* SOURCE MATERIAL
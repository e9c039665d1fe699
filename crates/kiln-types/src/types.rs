//! Request, result and identifier types.

use serde::{Deserialize, Serialize};
use std::fmt;

/// Opaque token tagging every event and the result of one session.
#[derive(Debug, Clone, PartialEq, Eq, Hash, PartialOrd, Ord, Serialize, Deserialize)]
#[serde(transparent)]
pub struct CorrelationId(String);

impl CorrelationId {
    /// Wrap an existing identifier.
    pub fn new(id: impl Into<String>) -> Self {
        Self(id.into())
    }

    /// The identifier as a string slice.
    pub fn as_str(&self) -> &str {
        &self.0
    }

    /// Whether the identifier is blank.
    pub fn is_empty(&self) -> bool {
        self.0.trim().is_empty()
    }

    /// Consume the identifier, returning the inner string.
    pub fn into_inner(self) -> String {
        self.0
    }
}

impl fmt::Display for CorrelationId {
    fn fmt(&self, f: &mut fmt::Formatter<'_>) -> fmt::Result {
        f.write_str(&self.0)
    }
}

impl From<String> for CorrelationId {
    fn from(id: String) -> Self {
        Self(id)
    }
}

impl From<&str> for CorrelationId {
    fn from(id: &str) -> Self {
        Self(id.to_string())
    }
}

/// A program submitted for compilation and execution.
#[derive(Debug, Clone, PartialEq, Eq, Serialize, Deserialize)]
pub struct ExecutionRequest {
    /// Raw source text, written verbatim to the workspace.
    pub source: String,
}

impl ExecutionRequest {
    /// Create a new request.
    pub fn new(source: impl Into<String>) -> Self {
        Self {
            source: source.into(),
        }
    }
}

/// Terminal outcome of one request.
#[derive(Debug, Clone, PartialEq, Eq, Serialize, Deserialize)]
#[serde(rename_all = "camelCase")]
pub struct ExecutionResult {
    /// True only when the program ran and exited with code 0.
    pub success: bool,
    /// Present iff the run phase started.
    #[serde(skip_serializing_if = "Option::is_none", default)]
    pub exit_code: Option<i32>,
    /// The session the result belongs to.
    pub correlation_id: CorrelationId,
}

impl ExecutionResult {
    /// A failure that never reached the run phase.
    pub fn failure(correlation_id: CorrelationId) -> Self {
        Self {
            success: false,
            exit_code: None,
            correlation_id,
        }
    }

    /// A run that completed with the given exit code.
    pub fn exited(correlation_id: CorrelationId, exit_code: i32) -> Self {
        Self {
            success: exit_code == 0,
            exit_code: Some(exit_code),
            correlation_id,
        }
    }

    /// A run that was started but forcibly terminated.
    pub fn terminated(correlation_id: CorrelationId, exit_code: Option<i32>) -> Self {
        Self {
            success: false,
            exit_code,
            correlation_id,
        }
    }
}

/// Liveness check response.
#[derive(Debug, Clone, PartialEq, Eq, Serialize, Deserialize)]
pub struct Ping {
    pub status: String,
}

impl Default for Ping {
    fn default() -> Self {
        Self {
            status: "ok".to_string(),
        }
    }
}
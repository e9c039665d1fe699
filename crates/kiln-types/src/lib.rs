//! Type definitions shared between the execution pipeline and its consumers
//!
//! This crate holds the contract between the pipeline that compiles and runs
//! submitted programs and whatever renders its progress (an SSE subscriber, a
//! terminal printer, a test harness). Keeping the types here lets the server
//! and the core evolve independently while agreeing on the wire format.
//!
//! ## Features
//!
//! - **Typed events**: every line of output is an [`OutputEvent`] with an [`EventKind`]
//! - **Correlation**: every event and result carries the [`CorrelationId`] of its session
//! - **Serde support**: JSON field names match the front-end console protocol
//!
//! ## Example
//!
//! ```rust
//! use kiln_types::{CorrelationId, EventKind, OutputEvent};
//!
//! let id = CorrelationId::from("1700000000000-1");
//! let event = OutputEvent::new(EventKind::Stdout, "Hello", id.clone());
//!
//! assert_eq!(event.kind, EventKind::Stdout);
//! assert_eq!(event.correlation_id, id);
//! ```

pub mod error;
pub mod events;
pub mod types;

pub use error::*;
pub use events::*;
pub use types::*;
//! Supervision loop shared by the compiler and the runner.

use super::{LineSink, OutputStream, ProcessOutcome};
use std::io;
use std::process::{ExitStatus, Stdio};
use std::time::Duration;
use tokio::io::{AsyncBufReadExt, BufReader, Lines};
use tokio::process::{Child, ChildStderr, ChildStdout, Command};
use tokio_util::sync::CancellationToken;

/// How long to keep reading pipes after the child is gone. A grandchild that
/// inherited the pipes can otherwise hold them open indefinitely. Only reading
/// is bounded; lines already read are always forwarded.
const DRAIN_GRACE: Duration = Duration::from_millis(500);

enum Stop {
    Exited(ExitStatus),
    Deadline,
    Cancelled,
}

struct Pipes {
    stdout: Lines<BufReader<ChildStdout>>,
    stderr: Lines<BufReader<ChildStderr>>,
    stdout_open: bool,
    stderr_open: bool,
}

impl Pipes {
    fn is_open(&self) -> bool {
        self.stdout_open || self.stderr_open
    }

    async fn forward<S: LineSink + ?Sized>(
        stream: OutputStream,
        line: io::Result<Option<String>>,
        open: &mut bool,
        sink: &mut S,
    ) {
        match line {
            Ok(Some(line)) => sink.on_line(stream, line).await,
            Ok(None) => *open = false,
            Err(e) => {
                log::warn!("Failed to read child {:?}: {}", stream, e);
                *open = false;
            }
        }
    }

    /// Read whatever is left in the pipes into `pending` until both close.
    async fn read_remaining(&mut self, pending: &mut Vec<(OutputStream, String)>) {
        while self.is_open() {
            let (stream, line) = tokio::select! {
                line = self.stdout.next_line(), if self.stdout_open => (OutputStream::Stdout, line),
                line = self.stderr.next_line(), if self.stderr_open => (OutputStream::Stderr, line),
            };
            match line {
                Ok(Some(line)) => pending.push((stream, line)),
                Ok(None) => self.close(stream),
                Err(e) => {
                    log::warn!("Failed to read child {:?}: {}", stream, e);
                    self.close(stream);
                }
            }
        }
    }

    fn close(&mut self, stream: OutputStream) {
        match stream {
            OutputStream::Stdout => self.stdout_open = false,
            OutputStream::Stderr => self.stderr_open = false,
        }
    }
}

/// Spawn `command` and supervise it until it exits, the deadline passes, or
/// `cancel` fires. On deadline or cancellation the child is killed and reaped.
pub async fn supervise<S: LineSink + ?Sized>(
    mut command: Command,
    deadline: Duration,
    cancel: &CancellationToken,
    sink: &mut S,
) -> io::Result<ProcessOutcome> {
    command
        .stdin(Stdio::null())
        .stdout(Stdio::piped())
        .stderr(Stdio::piped())
        .kill_on_drop(true);

    let mut child = command.spawn()?;
    let stdout = child
        .stdout
        .take()
        .ok_or_else(|| io::Error::new(io::ErrorKind::Other, "child stdout was not captured"))?;
    let stderr = child
        .stderr
        .take()
        .ok_or_else(|| io::Error::new(io::ErrorKind::Other, "child stderr was not captured"))?;

    let mut pipes = Pipes {
        stdout: BufReader::new(stdout).lines(),
        stderr: BufReader::new(stderr).lines(),
        stdout_open: true,
        stderr_open: true,
    };

    let timer = tokio::time::sleep(deadline);
    tokio::pin!(timer);

    let stop = loop {
        tokio::select! {
            line = pipes.stdout.next_line(), if pipes.stdout_open => {
                Pipes::forward(OutputStream::Stdout, line, &mut pipes.stdout_open, sink).await
            }
            line = pipes.stderr.next_line(), if pipes.stderr_open => {
                Pipes::forward(OutputStream::Stderr, line, &mut pipes.stderr_open, sink).await
            }
            status = child.wait() => break Stop::Exited(status?),
            _ = &mut timer => break Stop::Deadline,
            _ = cancel.cancelled() => break Stop::Cancelled,
        }
    };

    let outcome = match stop {
        Stop::Exited(status) => ProcessOutcome::Exited {
            exit_code: exit_code(&status),
        },
        Stop::Deadline => {
            log::warn!("Process exceeded its {:?} deadline; killing it", deadline);
            ProcessOutcome::TimedOut {
                exit_code: terminate(&mut child).await,
            }
        }
        Stop::Cancelled => {
            log::info!("Process cancelled; killing it");
            ProcessOutcome::Cancelled {
                exit_code: terminate(&mut child).await,
            }
        }
    };

    let mut pending = Vec::new();
    if tokio::time::timeout(DRAIN_GRACE, pipes.read_remaining(&mut pending))
        .await
        .is_err()
    {
        log::warn!(
            "Output pipes still open {:?} after the process ended; truncating",
            DRAIN_GRACE
        );
    }
    for (stream, line) in pending {
        sink.on_line(stream, line).await;
    }

    Ok(outcome)
}

async fn terminate(child: &mut Child) -> Option<i32> {
    if let Err(e) = child.kill().await {
        log::warn!("Failed to kill child process: {}", e);
    }
    match child.try_wait() {
        Ok(Some(status)) => Some(exit_code(&status)),
        Ok(None) => None,
        Err(e) => {
            log::warn!("Failed to reap child process: {}", e);
            None
        }
    }
}

/// Numeric exit code; on Unix a signal death is reported as the negated signal.
pub fn exit_code(status: &ExitStatus) -> i32 {
    if let Some(code) = status.code() {
        return code;
    }

    #[cfg(unix)]
    {
        use std::os::unix::process::ExitStatusExt;
        if let Some(signal) = status.signal() {
            return -signal;
        }
    }

    -1
}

* TASK DESCRIPTION
Reproduce the records above line by line, without any change, up to and including the line that holds "the run phase.".

* EXERCISE RESULT
repository e9c039665d1fe699
filename crates/kiln-types/src/types.rs
//! Request, result and identifier types.

use serde::{Deserialize, Serialize};
use std::fmt;

/// Opaque token tagging every event and the result of one session.
#[derive(Debug, Clone, PartialEq, Eq, Hash, PartialOrd, Ord, Serialize, Deserialize)]
#[serde(transparent)]
pub struct CorrelationId(String);

impl CorrelationId {
    /// Wrap an existing identifier.
    pub fn new(id: impl Into<String>) -> Self {
        Self(id.into())
    }

    /// The identifier as a string slice.
    pub fn as_str(&self) -> &str {
        &self.0
    }

    /// Whether the identifier is blank.
    pub fn is_empty(&self) -> bool {
        self.0.trim().is_empty()
    }

    /// Consume the identifier, returning the inner string.
    pub fn into_inner(self) -> String {
        self.0
    }
}

impl fmt::Display for CorrelationId {
    fn fmt(&self, f: &mut fmt::Formatter<'_>) -> fmt::Result {
        f.write_str(&self.0)
    }
}

impl From<String> for CorrelationId {
    fn from(id: String) -> Self {
        Self(id)
    }
}

impl From<&str> for CorrelationId {
    fn from(id: &str) -> Self {
        Self(id.to_string())
    }
}

/// A program submitted for compilation and execution.
#[derive(Debug, Clone, PartialEq, Eq, Serialize, Deserialize)]
pub struct ExecutionRequest {
    /// Raw source text, written verbatim to the workspace.
    pub source: String,
}

impl ExecutionRequest {
    /// Create a new request.
    pub fn new(source: impl Into<String>) -> Self {
        Self {
            source: source.into(),
        }
    }
}

/// Terminal outcome of one request.
#[derive(Debug, Clone, PartialEq, Eq, Serialize, Deserialize)]
#[serde(rename_all = "camelCase")]
pub struct ExecutionResult {
    /// True only when the program ran and exited with code 0.
    pub success: bool,
    /// Present iff the run phase started.
    #[serde(skip_serializing_if = "Option::is_none", default)]
    pub exit_code: Option<i32>,
    /// The session the result belongs to.
    pub correlation_id: CorrelationId,
}

impl ExecutionResult {
    /// A failure that never reached the run phase.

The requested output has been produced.